Finally, consider safety and certification—especially for Li‑ion systems integrated into control power. Beyond IEEE evaluation guidance, look for compliance to IEC 62619 (industrial Li‑ion safety) and UL 1973 (stationary battery systems), in addition to local code requirements (such as NFPA 70). These standards address abuse testing, thermal runaway mitigation, and system‑level protective functions that complement substation engineering controls.

 

DC chargers installed at the substation. Image used courtesy of DalePower Solutions.
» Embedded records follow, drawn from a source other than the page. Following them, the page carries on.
// Copyright (c) 2024-2025 Jesse Morgan / Morgan Forge
// SPDX-License-Identifier: AGPL-3.0-or-later

//! Process-wide configuration.
//!
//! Loaded once at startup from `~/.sailor/config.json` (every field is
//! optional), completed with a freshly generated RPC secret, and then shared
//! read-only as `Arc<Config>`.

use anyhow::{Context, Result};
use rand::RngCore;
use serde::{Deserialize, Serialize};
use std::fs;
use std::path::{Path, PathBuf};
use std::time::Duration;

use crate::utils::sanitize_dir_name;

/// Name of the state file inside the download directory.
pub const STATE_FILE_NAME: &str = ".downloading.json";

/// Content id characters appended to a task directory name.
const TASK_DIR_ID_CHARS: usize = 8;

/// Trackers appended to every magnet link.
pub const DEFAULT_TRACKERS: &[&str] = &[
    "udp://tracker.openbittorrent.com:80",
    "udp://tracker.opentrackr.org:1337/announce",
    "udp://9.rarbg.to:2920/announce",
    "udp://tracker.internetwarriors.net:1337/announce",
    "udp://tracker.leechers-paradise.org:6969",
    "udp://tracker.coppersurfer.tk:6969/announce",
    "udp://exodus.desync.com:6969",
    "udp://open.stealth.si:80/announce",
    "udp://tracker.tiny-vps.com:6969/announce",
    "udp://tracker.cyberia.is:6969/announce",
    "udp://tracker.moeking.me:6969/announce",
];

#[derive(Debug, Clone, Serialize, Deserialize)]
pub struct Config {
    /// Root directory; every task downloads into its own subdirectory.
    #[serde(default = "default_download_dir")]
    pub download_dir: PathBuf,
    /// Persisted task list. Defaults to `<download_dir>/.downloading.json`.
    #[serde(default)]
    pub state_file: Option<PathBuf>,
    /// Downloader executable (aria2c-compatible command line and RPC).
    #[serde(default = "default_downloader")]
    pub downloader: PathBuf,
    #[serde(default = "default_trackers")]
    pub trackers: Vec<String>,
    #[serde(default = "default_poll_interval_secs")]
    pub poll_interval_secs: u64,
    /// Timeout for a single worker status query.
    #[serde(default = "default_request_timeout_secs")]
    pub request_timeout_secs: u64,
    /// Consecutive failed polls after which a downloading task is failed.
    #[serde(default = "default_max_poll_failures")]
    pub max_poll_failures: u32,
    #[serde(default = "default_search_url")]
    pub search_url: String,
    #[serde(default = "default_search_timeout_secs")]
    pub search_timeout_secs: u64,
    /// RPC token for workers launched by this run. Generated per run and
    /// not part of the config file; each task's worker handle keeps its own.
    #[serde(skip)]
    pub rpc_secret: String,
}

fn default_download_dir() -> PathBuf {
    dirs::home_dir()
        .map(|h| h.join("Downloads").join("Sailor"))
        .unwrap_or_else(|| PathBuf::from("Sailor"))
}

fn default_downloader() -> PathBuf {
    PathBuf::from("aria2c")
}

fn default_trackers() -> Vec<String> {
    DEFAULT_TRACKERS.iter().map(|t| t.to_string()).collect()
}

fn default_poll_interval_secs() -> u64 {
    3
}

fn default_request_timeout_secs() -> u64 {
    5
}

fn default_max_poll_failures() -> u32 {
    5
}

fn default_search_url() -> String {
    "https://apibay.org/q.php".to_string()
}

fn default_search_timeout_secs() -> u64 {
    10
}

impl Default for Config {
    fn default() -> Self {
        Self {
            download_dir: default_download_dir(),
            state_file: None,
            downloader: default_downloader(),
            trackers: default_trackers(),
            poll_interval_secs: default_poll_interval_secs(),
            request_timeout_secs: default_request_timeout_secs(),
            max_poll_failures: default_max_poll_failures(),
            search_url: default_search_url(),
            search_timeout_secs: default_search_timeout_secs(),
            rpc_secret: generate_secret(),
        }
    }
}

impl Config {
    /// Load `~/.sailor/config.json`, falling back to defaults when absent.
    pub fn load() -> Result<Self> {
        let path = config_path()?;
        Self::load_from(&path)
    }

    /// Load configuration from an explicit path.
    pub fn load_from(path: &Path) -> Result<Self> {
        let mut config: Config = if path.exists() {
            let content = fs::read_to_string(path)
                .with_context(|| format!("Failed to read config file {:?}", path))?;
            serde_json::from_str(&content)
                .with_context(|| format!("Failed to parse config file {:?}", path))?
        } else {
            Config::default()
        };

        config.rpc_secret = generate_secret();
        if config.poll_interval_secs == 0 {
            tracing::warn!("poll_interval_secs = 0 is not allowed, using 1");
            config.poll_interval_secs = 1;
        }
        Ok(config)
    }

    /// Configuration rooted at `dir`, used by tests and `--download-dir`.
    pub fn with_download_dir(dir: impl Into<PathBuf>) -> Self {
        Self {
            download_dir: dir.into(),
            ..Self::default()
        }
    }

    pub fn state_path(&self) -> PathBuf {
        self.state_file
            .clone()
            .unwrap_or_else(|| self.download_dir.join(STATE_FILE_NAME))
    }

    /// Output directory for a task.
    ///
    /// The sanitized title is suffixed with the start of the content id, so
    /// tasks with equal or equally-sanitized titles never share a directory.
    pub fn task_dir(&self, display_name: &str, content_id: &str) -> PathBuf {
        let id_prefix: String = content_id.chars().take(TASK_DIR_ID_CHARS).collect();
        let name = format!("{}-{}", sanitize_dir_name(display_name), id_prefix);
        self.download_dir.join(sanitize_dir_name(&name))
    }

    pub fn poll_interval(&self) -> Duration {
        Duration::from_secs(self.poll_interval_secs)
    }

    pub fn request_timeout(&self) -> Duration {
        Duration::from_secs(self.request_timeout_secs)
    }

    pub fn search_timeout(&self) -> Duration {
        Duration::from_secs(self.search_timeout_secs)
    }
}

fn config_path() -> Result<PathBuf> {
    let home = dirs::home_dir().context("Could not find home directory")?;
    Ok(home.join(".sailor").join("config.json"))
}

/// 128-bit random secret, hex encoded.
fn generate_secret() -> String {
    let mut bytes = [0u8; 16];
    rand::thread_rng().fill_bytes(&mut bytes);
    hex::encode(bytes)
}
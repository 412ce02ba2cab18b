// Copyright (c) 2024-2025 Jesse Morgan / Morgan Forge
// SPDX-License-Identifier: AGPL-3.0-or-later

//! User-facing task lifecycle: enqueue, cancel, library removal, promotion.

use std::collections::HashSet;
use std::io;
use std::sync::Arc;

use super::store::{Collection, TaskStore};
use super::supervisor::{signal_group, LaunchError, ProcessSupervisor};
use super::types::{Task, TaskState, WorkerHandle};
use crate::config::Config;
use crate::search::SearchResult;

/// Split loaded tasks into (active, stored).
///
/// The first occurrence of a content id wins. Tasks that were downloading go
/// back to the active collection; everything else is library material, and
/// a task saved as `Complete` is promoted on the way in.
pub fn dedupe_on_load(tasks: Vec<Task>) -> (Vec<Task>, Vec<Task>) {
    let mut seen = HashSet::new();
    let mut active = Vec::new();
    let mut stored = Vec::new();

    for mut task in tasks {
        if !seen.insert(task.content_id.clone()) {
            tracing::warn!(content_id = %task.content_id, "Dropping duplicate saved task");
            continue;
        }
        if task.state == TaskState::Downloading {
            active.push(task);
        } else {
            if task.state == TaskState::Complete {
                task.transition(TaskState::Stored);
            }
            task.rate_bytes_per_sec = 0;
            stored.push(task);
        }
    }

    (active, stored)
}

/// Reacts to user intent and to tasks reaching terminal states.
#[derive(Clone)]
pub struct LifecycleController {
    store: TaskStore,
    supervisor: ProcessSupervisor,
    config: Arc<Config>,
}

impl LifecycleController {
    pub fn new(store: TaskStore, supervisor: ProcessSupervisor, config: Arc<Config>) -> Self {
        Self {
            store,
            supervisor,
            config,
        }
    }

    /// Track a search candidate and start its worker.
    ///
    /// If the launch fails the task stays `Pending` in the active list so the
    /// user can retry or cancel it.
    pub async fn enqueue(&self, candidate: &SearchResult) -> Result<WorkerHandle, LaunchError> {
        if !self.store.add(Task::from_candidate(candidate)) {
            return Err(LaunchError::AlreadyTracked(candidate.content_id.clone()));
        }
        tracing::info!(
            content_id = %candidate.content_id,
            name = %candidate.display_name,
            "Task queued"
        );
        self.supervisor.launch(&candidate.content_id).await
    }

    /// Launch a task that is still `Pending` after a failed launch.
    pub async fn retry(&self, content_id: &str) -> Result<WorkerHandle, LaunchError> {
        tracing::info!(content_id, "Retrying launch");
        self.supervisor.launch(content_id).await
    }

    pub fn display_name(&self, content_id: &str) -> Option<String> {
        self.store.get(content_id).map(|task| task.display_name)
    }

    /// Stop and forget an active task, deleting whatever it downloaded.
    ///
    /// Idempotent; unknown ids and dead workers are not errors. The task
    /// leaves the active list first, so a launch racing with the cancel
    /// sees it gone and stops its own worker.
    pub async fn cancel(&self, content_id: &str) {
        let Some(task) = self.store.remove(content_id, Collection::Active) else {
            tracing::debug!(content_id, "Cancel of unknown task ignored");
            return;
        };

        if let Some(handle) = &task.worker {
            match signal_group(handle.group_id).await {
                Ok(()) => tracing::info!(content_id, group_id = handle.group_id, "Worker stopped"),
                Err(e) => tracing::warn!(
                    content_id,
                    group_id = handle.group_id,
                    "Could not signal worker (already gone?): {:#}",
                    e
                ),
            }
        }

        self.remove_artifacts(&task).await;
        tracing::info!(content_id, "Task cancelled");
    }

    /// Delete a library item and its files. Idempotent.
    pub async fn remove_from_library(&self, content_id: &str) {
        let Some(task) = self.store.remove(content_id, Collection::Stored) else {
            tracing::debug!(content_id, "Library removal of unknown item ignored");
            return;
        };
        self.remove_artifacts(&task).await;
        tracing::info!(content_id, "Removed from library");
    }

    /// Promote every `Complete` task into the library.
    ///
    /// Returns the ids promoted by this call. Data on disk is left alone.
    pub fn sweep_completed(&self) -> Vec<String> {
        self.store
            .active_ids_in(TaskState::Complete)
            .into_iter()
            .filter(|id| {
                let promoted = self.store.promote(id);
                if promoted {
                    tracing::info!(content_id = %id, "Moved to library");
                }
                promoted
            })
            .collect()
    }

    async fn remove_artifacts(&self, task: &Task) {
        let dir = self.config.task_dir(&task.display_name, &task.content_id);
        match tokio::fs::remove_dir_all(&dir).await {
            Ok(()) => tracing::debug!(dir = %dir.display(), "Removed download directory"),
            Err(e) if e.kind() == io::ErrorKind::NotFound => {}
            Err(e) => {
                tracing::warn!(dir = %dir.display(), "Failed to remove download directory: {}", e)
            }
        }
    }
}

#[cfg(test)]
mod tests {
    use super::*;
    use tempfile::TempDir;

    /// pid_max tops out at 2^22, so this group can never exist.
    const DEAD_GROUP: u32 = 4_999_999;

    fn task(id: &str, state: TaskState) -> Task {
        let mut task = Task::new(id, format!("Name {id}"), 100);
        task.state = state;
        task
    }

    fn controller(downloader: &str) -> (TempDir, TaskStore, LifecycleController) {
        let dir = TempDir::new().unwrap();
        let mut config = Config::with_download_dir(dir.path());
        config.downloader = downloader.into();
        let config = Arc::new(config);
        let store = TaskStore::new();
        let supervisor = ProcessSupervisor::new(store.clone(), Arc::clone(&config));
        let controller = LifecycleController::new(store.clone(), supervisor, config);
        (dir, store, controller)
    }

    fn candidate(id: &str) -> SearchResult {
        SearchResult {
            content_id: id.to_string(),
            display_name: format!("Item {id}"),
            total_bytes: 2048,
            seeders: 3,
            leechers: 1,
            file_count: 1,
        }
    }

    #[test]
    fn test_dedupe_keeps_first_occurrence() {
        let mut first = task("a", TaskState::Downloading);
        first.display_name = "first".into();
        let mut second = task("a", TaskState::Stored);
        second.display_name = "second".into();

        let (active, stored) = dedupe_on_load(vec![first, task("b", TaskState::Stored), second]);

        assert_eq!(active.len(), 1);
        assert_eq!(active[0].display_name, "first");
        assert_eq!(stored.len(), 1);
        assert_eq!(stored[0].content_id, "b");
    }

    #[test]
    fn test_dedupe_partitions_by_state() {
        let (active, stored) = dedupe_on_load(vec![
            task("d", TaskState::Downloading),
            task("c", TaskState::Complete),
            task("f", TaskState::Failed),
            task("p", TaskState::Pending),
        ]);

        let ids = |tasks: &[Task]| tasks.iter().map(|t| t.content_id.clone()).collect::<Vec<_>>();
        assert_eq!(ids(&active), ["d"]);
        assert_eq!(ids(&stored), ["c", "f", "p"]);
        assert_eq!(stored[0].state, TaskState::Stored);
    }

    #[tokio::test]
    async fn test_cancel_is_idempotent_and_removes_directory() {
        let (dir, store, controller) = controller("true");
        let task = task("x", TaskState::Pending);
        let task_dir = dir.path().join("Name_x-x");
        std::fs::create_dir_all(task_dir.join("sub")).unwrap();
        std::fs::write(task_dir.join("sub").join("part.bin"), b"data").unwrap();
        store.add(task);

        controller.cancel("x").await;
        controller.cancel("x").await;

        assert!(!store.contains("x"));
        assert!(!task_dir.exists());
    }

    #[tokio::test]
    async fn test_cancel_with_dead_worker() {
        let (dir, store, controller) = controller("true");
        store.add(task("x", TaskState::Pending));
        assert!(store.mark_launched("x", WorkerHandle::new(1, DEAD_GROUP, "secret")));
        let task_dir = dir.path().join("Name_x-x");
        std::fs::create_dir_all(&task_dir).unwrap();
        std::fs::write(task_dir.join("part.bin"), b"data").unwrap();

        controller.cancel("x").await;
        assert!(!store.contains("x"));
        // Signal fails, cleanup still happens
        assert!(!task_dir.exists());
    }

    #[tokio::test]
    async fn test_cancel_spares_library_item_with_same_sanitized_title() {
        let (dir, store, controller) = controller("true");
        let mut library = Task::new("aaaa1111aaaa1111", "Big Buck Bunny", 100);
        library.state = TaskState::Stored;
        store.add(library);
        store.move_to("aaaa1111aaaa1111", Collection::Active, Collection::Stored);
        let library_dir = dir.path().join("Big_Buck_Bunny-aaaa1111");
        std::fs::create_dir_all(&library_dir).unwrap();
        std::fs::write(library_dir.join("movie.mkv"), b"data").unwrap();

        store.add(Task::new("bbbb2222bbbb2222", "Big_Buck_Bunny", 100));
        let active_dir = dir.path().join("Big_Buck_Bunny-bbbb2222");
        std::fs::create_dir_all(&active_dir).unwrap();

        controller.cancel("bbbb2222bbbb2222").await;

        assert!(!active_dir.exists());
        assert_eq!(store.locate("aaaa1111aaaa1111"), Some(Collection::Stored));
        assert!(library_dir.join("movie.mkv").exists());
    }

    #[tokio::test]
    async fn test_cancel_does_not_touch_library() {
        let (_dir, store, controller) = controller("true");
        store.add(task("s", TaskState::Stored));
        store.move_to("s", Collection::Active, Collection::Stored);

        controller.cancel("s").await;
        assert_eq!(store.locate("s"), Some(Collection::Stored));
    }

    #[tokio::test]
    async fn test_remove_from_library() {
        let (dir, store, controller) = controller("true");
        store.add(task("s", TaskState::Stored));
        store.move_to("s", Collection::Active, Collection::Stored);
        let task_dir = dir.path().join("Name_s-s");
        std::fs::create_dir_all(&task_dir).unwrap();

        controller.remove_from_library("s").await;
        controller.remove_from_library("s").await;

        assert!(!store.contains("s"));
        assert!(!task_dir.exists());
    }

    #[tokio::test]
    async fn test_sweep_promotes_complete_only_once() {
        let (dir, store, controller) = controller("true");
        store.add(task("c", TaskState::Complete));
        store.add(task("d", TaskState::Downloading));
        let task_dir = dir.path().join("Name_c-c");
        std::fs::create_dir_all(&task_dir).unwrap();

        assert_eq!(controller.sweep_completed(), vec!["c".to_string()]);
        assert!(controller.sweep_completed().is_empty());

        let promoted = store.get("c").unwrap();
        assert_eq!(promoted.state, TaskState::Stored);
        assert_eq!(store.locate("c"), Some(Collection::Stored));
        assert_eq!(store.locate("d"), Some(Collection::Active));
        assert!(task_dir.exists());
    }

    #[tokio::test]
    async fn test_enqueue_rejects_duplicates() {
        let (_dir, store, controller) = controller("/nonexistent/aria2c");
        store.add(task("dup", TaskState::Stored));

        let err = controller.enqueue(&candidate("dup")).await.unwrap_err();
        assert!(matches!(err, LaunchError::AlreadyTracked(ref id) if id == "dup"));
    }

    #[tokio::test]
    async fn test_failed_enqueue_leaves_pending_for_retry() {
        let (_dir, store, controller) = controller("/nonexistent/aria2c");

        let err = controller.enqueue(&candidate("n")).await.unwrap_err();
        assert!(matches!(err, LaunchError::Spawn { .. }), "{err}");

        let task = store.get("n").unwrap();
        assert_eq!(task.state, TaskState::Pending);
        assert!(task.worker.is_none());

        let err = controller.retry("n").await.unwrap_err();
        assert!(matches!(err, LaunchError::Spawn { .. }));
    }
}
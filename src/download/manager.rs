// Copyright (c) 2024-2025 Jesse Morgan / Morgan Forge
// SPDX-License-Identifier: AGPL-3.0-or-later

//! Download manager: the single entry point the UI talks to.

use std::sync::{Arc, Mutex};

use anyhow::{Context, Result};
use tokio::sync::{broadcast, mpsc, watch};
use tokio::task::JoinHandle;

use super::lifecycle::{dedupe_on_load, LifecycleController};
use super::poller::ProgressPoller;
use super::state::StateFile;
use super::store::TaskStore;
use super::supervisor::{PortAllocator, ProcessSupervisor};
use super::types::Task;
use crate::config::Config;
use crate::error::state_load_report;
use crate::rpc::{Aria2Client, WorkerControl};
use crate::search::SearchResult;

/// Capacity of the command channel.
const COMMAND_BUFFER: usize = 100;

/// Capacity of the event channel; slow subscribers lose the oldest events.
const EVENT_BUFFER: usize = 64;

/// Commands that can be sent to the command loop.
#[derive(Debug)]
pub enum DownloadCommand {
    /// Track a candidate and start its worker
    Download(SearchResult),
    /// Relaunch a task left pending by a failed launch
    Retry { content_id: String },
    /// Stop an active task and delete its files
    Cancel { content_id: String },
    /// Delete a library item and its files
    RemoveFromLibrary { content_id: String },
    /// Stop the command loop
    Shutdown,
}

/// Things the UI may want to tell the user about.
#[derive(Debug, Clone, PartialEq, Eq)]
pub enum DownloadEvent {
    Launched {
        content_id: String,
        display_name: String,
    },
    LaunchFailed {
        content_id: String,
        display_name: String,
        error: String,
    },
    /// Promoted into the library
    Stored { content_id: String },
    /// Worker unreachable for too long
    Failed { content_id: String },
}

/// Point-in-time report of every task.
#[derive(Debug, Clone, Default, PartialEq)]
pub struct DownloadView {
    pub active: Vec<Task>,
    pub stored: Vec<Task>,
}

/// Owns the task store and the background loops driving it.
pub struct DownloadManager {
    command_tx: mpsc::Sender<DownloadCommand>,
    store: TaskStore,
    state_file: StateFile,
    events: broadcast::Sender<DownloadEvent>,
    shutdown_tx: watch::Sender<bool>,
    workers: Mutex<Vec<JoinHandle<()>>>,
    load_warning: Option<String>,
}

impl DownloadManager {
    /// Restore saved state and start polling, talking to aria2 workers.
    pub async fn start(config: Arc<Config>) -> Self {
        let control = Arc::new(Aria2Client::new().with_timeout(config.request_timeout()));
        Self::start_with(config, control, None).await
    }

    /// Start with an explicit worker control and, optionally, port source.
    pub async fn start_with(
        config: Arc<Config>,
        control: Arc<dyn WorkerControl>,
        ports: Option<Arc<dyn PortAllocator>>,
    ) -> Self {
        let state_file = StateFile::new(config.state_path());

        let loader = state_file.clone();
        let loaded = tokio::task::spawn_blocking(move || loader.load())
            .await
            .context("State loader panicked")
            .and_then(|result| result);

        let (tasks, load_warning) = match loaded {
            Ok(tasks) => (tasks, None),
            Err(e) => {
                tracing::error!("Failed to load download state: {:#}", e);
                (Vec::new(), Some(state_load_report(state_file.path(), &e)))
            }
        };

        let (active, stored) = dedupe_on_load(tasks);
        tracing::info!(active = active.len(), stored = stored.len(), "Restored tasks");
        let store = TaskStore::with_tasks(active, stored);

        let mut supervisor = ProcessSupervisor::new(store.clone(), Arc::clone(&config));
        if let Some(ports) = ports {
            supervisor = supervisor.with_port_allocator(ports);
        }
        let lifecycle = LifecycleController::new(store.clone(), supervisor, Arc::clone(&config));

        let (command_tx, command_rx) = mpsc::channel(COMMAND_BUFFER);
        let (events, _) = broadcast::channel(EVENT_BUFFER);
        let (shutdown_tx, shutdown_rx) = watch::channel(false);

        let poller = ProgressPoller::new(store.clone(), control, &config);
        let sweeper = lifecycle.clone();
        let poll_events = events.clone();
        let poll_loop = tokio::spawn(poller.run(shutdown_rx, move |summary| {
            for content_id in &summary.marked_failed {
                let _ = poll_events.send(DownloadEvent::Failed {
                    content_id: content_id.clone(),
                });
            }
            for content_id in sweeper.sweep_completed() {
                let _ = poll_events.send(DownloadEvent::Stored { content_id });
            }
        }));

        let loop_events = events.clone();
        let command_loop = tokio::spawn(async move {
            Self::command_loop(command_rx, lifecycle, loop_events).await;
        });

        Self {
            command_tx,
            store,
            state_file,
            events,
            shutdown_tx,
            workers: Mutex::new(vec![poll_loop, command_loop]),
            load_warning,
        }
    }

    /// User-facing report if saved state could not be restored.
    pub fn load_warning(&self) -> Option<&str> {
        self.load_warning.as_deref()
    }

    /// Subscribe to download events.
    pub fn subscribe(&self) -> broadcast::Receiver<DownloadEvent> {
        self.events.subscribe()
    }

    /// Consistent snapshot of both collections.
    pub fn view(&self) -> DownloadView {
        let (active, stored) = self.store.snapshot();
        DownloadView { active, stored }
    }

    pub async fn request_download(&self, candidate: SearchResult) -> Result<()> {
        self.send(DownloadCommand::Download(candidate)).await
    }

    pub async fn request_retry(&self, content_id: impl Into<String>) -> Result<()> {
        self.send(DownloadCommand::Retry { content_id: content_id.into() }).await
    }

    pub async fn request_cancel(&self, content_id: impl Into<String>) -> Result<()> {
        self.send(DownloadCommand::Cancel { content_id: content_id.into() }).await
    }

    pub async fn request_library_remove(&self, content_id: impl Into<String>) -> Result<()> {
        self.send(DownloadCommand::RemoveFromLibrary { content_id: content_id.into() }).await
    }

    async fn send(&self, command: DownloadCommand) -> Result<()> {
        self.command_tx
            .send(command)
            .await
            .context("Download manager is shut down")
    }

    /// Stop the background loops and save state.
    ///
    /// Workers keep running; their tasks are restored as downloading on the
    /// next start. Commands already queued are processed first.
    pub async fn shutdown(&self) -> Result<()> {
        let _ = self.command_tx.send(DownloadCommand::Shutdown).await;
        let _ = self.shutdown_tx.send(true);

        let workers = {
            let mut guard = self.workers.lock().unwrap_or_else(|poisoned| poisoned.into_inner());
            std::mem::take(&mut *guard)
        };
        for worker in workers {
            if let Err(e) = worker.await {
                tracing::error!("Background loop ended abnormally: {}", e);
            }
        }

        let (active, stored) = self.store.snapshot();
        let state_file = self.state_file.clone();
        tokio::task::spawn_blocking(move || state_file.save(&active, &stored))
            .await
            .context("State writer panicked")??;
        Ok(())
    }

    /// Path of the state file, for reports.
    pub fn state_path(&self) -> &std::path::Path {
        self.state_file.path()
    }

    /// Process commands one at a time until shutdown.
    async fn command_loop(
        mut command_rx: mpsc::Receiver<DownloadCommand>,
        lifecycle: LifecycleController,
        events: broadcast::Sender<DownloadEvent>,
    ) {
        while let Some(cmd) = command_rx.recv().await {
            match cmd {
                DownloadCommand::Download(candidate) => {
                    let outcome = lifecycle.enqueue(&candidate).await;
                    Self::report_launch(
                        &events,
                        &candidate.content_id,
                        &candidate.display_name,
                        outcome,
                    );
                }
                DownloadCommand::Retry { content_id } => {
                    let outcome = lifecycle.retry(&content_id).await;
                    let display_name = lifecycle
                        .display_name(&content_id)
                        .unwrap_or_else(|| content_id.clone());
                    Self::report_launch(&events, &content_id, &display_name, outcome);
                }
                DownloadCommand::Cancel { content_id } => {
                    lifecycle.cancel(&content_id).await;
                }
                DownloadCommand::RemoveFromLibrary { content_id } => {
                    lifecycle.remove_from_library(&content_id).await;
                }
                DownloadCommand::Shutdown => break,
            }
        }
        tracing::debug!("Command loop stopped");
    }

    fn report_launch<T, E: std::fmt::Display>(
        events: &broadcast::Sender<DownloadEvent>,
        content_id: &str,
        display_name: &str,
        outcome: Result<T, E>,
    ) {
        let event = match outcome {
            Ok(_) => DownloadEvent::Launched {
                content_id: content_id.to_string(),
                display_name: display_name.to_string(),
            },
            Err(e) => {
                tracing::error!(content_id, "Launch failed: {}", e);
                DownloadEvent::LaunchFailed {
                    content_id: content_id.to_string(),
                    display_name: display_name.to_string(),
                    error: e.to_string(),
                }
            }
        };
        let _ = events.send(event);
    }
}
Figure 3. DC chargers installed at the substation. Image used courtesy of Dale Power Solutions.

 

Key Takeaways

A station DC system is more than a box of batteries: it is a coordinated system of battery technology, architecture, protection, and monitoring that must act correctly in the worst minute of a substation’s life. Lead‑acid and Ni‑Cd remain proven choices when sized and applied per IEEE 485/1115, while Li‑ion is a compelling alternative where its safety, BMS behavior, and standards compliance are fully addressed.

Charger sizing and redundancy, distribution layout, and continuous monitoring ensure overall system integrity. Adhering to current IEEE practices for DC system design (IEEE 946 and IEEE 1818) and aligning maintenance with PRC-005 enhances reliability and audit readiness—and, most importantly, ensures that protection, control, and SCADA continue to operate when the grid needs them most.